◆ Collected data

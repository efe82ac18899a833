//! Caption sinks: where deduplicated lines end up.

use crate::error::Result;
use crossbeam_channel::{Sender, TrySendError};

/// Receives caption lines from the pipeline worker.
///
/// `handle` runs on the worker thread, so implementations must not block for
/// long; a stalled sink stalls the cadence.
pub trait TextSink: Send + 'static {
    /// Process one caption line.
    fn handle(&mut self, text: &str) -> Result<()>;

    /// Called once at shutdown. May return a summary (the full transcript for
    /// collecting sinks) that the pipeline handle passes back to the caller.
    fn finish(&mut self) -> Option<String> {
        None
    }

    /// Sink name for error reporting.
    fn name(&self) -> &'static str {
        "sink"
    }
}

/// Prints caption lines to stdout.
#[derive(Debug, Default)]
pub struct StdoutSink;

impl StdoutSink {
    pub fn new() -> Self {
        Self
    }
}

impl TextSink for StdoutSink {
    fn handle(&mut self, text: &str) -> Result<()> {
        println!("{}", text);
        Ok(())
    }

    fn name(&self) -> &'static str {
        "stdout"
    }
}

/// Collects caption lines in memory; `finish` returns them joined with
/// newlines. The test workhorse, also used for one-shot file captioning.
#[derive(Debug, Default)]
pub struct CollectorSink {
    lines: Vec<String>,
}

impl CollectorSink {
    pub fn new() -> Self {
        Self::default()
    }

    pub fn lines(&self) -> &[String] {
        &self.lines
    }
}

impl TextSink for CollectorSink {
    fn handle(&mut self, text: &str) -> Result<()> {
        self.lines.push(text.to_string());
        Ok(())
    }

    fn finish(&mut self) -> Option<String> {
        if self.lines.is_empty() {
            None
        } else {
            Some(self.lines.join("\n"))
        }
    }

    fn name(&self) -> &'static str {
        "collector"
    }
}

/// Forwards caption lines over a channel without blocking the worker.
///
/// If the receiver falls behind the line is dropped; captions are ephemeral
/// and a stale line is worth less than a stalled pipeline.
pub struct ChannelSink {
    tx: Sender<String>,
    dropped: u64,
}

impl ChannelSink {
    pub fn new(tx: Sender<String>) -> Self {
        Self { tx, dropped: 0 }
    }

    pub fn dropped_lines(&self) -> u64 {
        self.dropped
    }
}

impl TextSink for ChannelSink {
    fn handle(&mut self, text: &str) -> Result<()> {
        match self.tx.try_send(text.to_string()) {
            Ok(()) | Err(TrySendError::Disconnected(_)) => Ok(()),
            Err(TrySendError::Full(_)) => {
                self.dropped += 1;
                Ok(())
            }
        }
    }

    fn finish(&mut self) -> Option<String> {
        if self.dropped > 0 {
            Some(format!("{} caption line(s) dropped", self.dropped))
        } else {
            None
        }
    }

    fn name(&self) -> &'static str {
        "channel"
    }
}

◆ Exercise objective
Your response should be each line that includes the word "worker", copied from the records.

◆ Answer section
/// Receives caption lines from the pipeline worker.
/// `handle` runs on the worker thread, so implementations must not block for
/// Forwards caption lines over a channel without blocking the worker.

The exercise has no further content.